“At the moment, there is a political consensus for me to create this proposal for the regulation of cannabis,” the country’s anti-drug coordinator Jindřich Vobořil said at a press conference last month. “We believe that this regulation will be more effective than the current ban.”
— Mona Zhang
In March, members of the five political parties in the Danish parliament called on the government to prepare a five-year cannabis pilot program. Under their plan, Denmark residents who are at least 18 years old would be able to buy weed in public shops and the product could be grown and produced within the country.
But that proposal has not been enacted since the ruling party of Mette Frederiksen rejects legal weed. The plan of the five smaller parties in the Folketing, the Danish parliament, would have affected many Danes — more than 40 percent have tried “hash” in their life, a recent report found. Many users probably obtained their goods in Copenhagen’s Bohemian Christiana District, which is known for its open sale of cannabis.
However, as of now, the five pro-cannabis parties, including the Red-Green Alliance and the Socialist People’s Party, don’t command a majority. It remains to be seen whether some of them end up in the newly forming government after elections on Nov. 1.
— Louis Westendarp
The biggest step toward legalization Finland has taken is still a comparatively small one. In 2019, a public initiative collected more than 59,000 signatures in favor of decriminalizing the personal use of cannabis, clearing a threshold that would require parliament to consider the initiative in its current term that ends in 2023. But currently there is another citizens’ initiative running that goes further. It demands to legalize, regulate and tax recreational cannabis. Supporters need to collect 50,000 signatures by April 20, 2023 to force the Finish parliament to discuss legalization.
But support among the political parties in Finland is thin. Only one governing coalition party, the Green League, has so far backed cannabis legalization. But even there, a vote at a party conference was almost perfectly split, with 183 in favor and 181 against. Since that vote, however, the Green League has grown more comfortable with a pro-weed stance. This spring, the party added legalization to its party platform.
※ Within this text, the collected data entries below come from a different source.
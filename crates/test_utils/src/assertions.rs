//! Custom Test Assertions
//!
//! Provides assertion helpers for companies and domain errors that give
//! more meaningful messages than standard assertions.

use core_kernel::{Amount, ContractNumber, ErrorKind};
use domain_company::{CompanyError, InsuranceCompany};

/// Asserts the outstanding balance of a contract
///
/// # Panics
///
/// Panics if the contract is unknown, unscheduled, or the balance differs
pub fn assert_balance(company: &InsuranceCompany, number: &ContractNumber, expected: Amount) {
    let actual = company
        .balance(number)
        .unwrap_or_else(|e| panic!("No balance for contract {}: {}", number, e));
    assert_eq!(
        actual, expected,
        "Balance mismatch on contract {}: actual={}, expected={}",
        number, actual, expected
    );
}

/// Asserts the amounts recorded against a contract, in ledger order
pub fn assert_ledger_amounts(company: &InsuranceCompany, number: &ContractNumber, expected: &[Amount]) {
    let actual: Vec<Amount> = company
        .payment_history(number)
        .iter()
        .map(|p| p.amount)
        .collect();
    assert_eq!(
        actual, expected,
        "Ledger mismatch on contract {}: actual={:?}, expected={:?}",
        number, actual, expected
    );
}

/// Asserts whether a contract is active
pub fn assert_active(company: &InsuranceCompany, number: &ContractNumber, expected: bool) {
    let contract = company
        .contract(number)
        .unwrap_or_else(|| panic!("Contract {} not found", number));
    assert_eq!(
        contract.is_active(),
        expected,
        "Contract {} expected active={}",
        number,
        expected
    );
}

/// Asserts that a result failed with the given error kind
pub fn assert_error_kind<T: std::fmt::Debug>(result: Result<T, CompanyError>, expected: ErrorKind) {
    match result {
        Ok(value) => panic!("Expected {:?} error, got Ok({:?})", expected, value),
        Err(e) => assert_eq!(
            e.kind(),
            expected,
            "Error kind mismatch: {} is {:?}, expected {:?}",
            e,
            e.kind(),
            expected
        ),
    }
}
In terms of punishment, Finland is on the more lenient side. If a person is caught smoking a joint in Helsinki, odds that a prison sentence awaits are low, and a fine is more likely.
— Louis Westendarp
In March 2021, France launched a two-year medical marijuana legalization experiment. The trial includes 3,000 patients with epilepsy, neuropathic pain, side-effects from chemotherapy, multiple sclerosis or other terminal illnesses. To be eligible, participants must show that all other treatments have been ineffective or produced intolerable side effects. Enrollees are provided with cannabis — including oils and pills, but not smokable products — at no cost and the program is run by the country’s federal health agency. Cannabis advocates hope the pilot program will eventually lead to more sweeping medical marijuana legalization in France.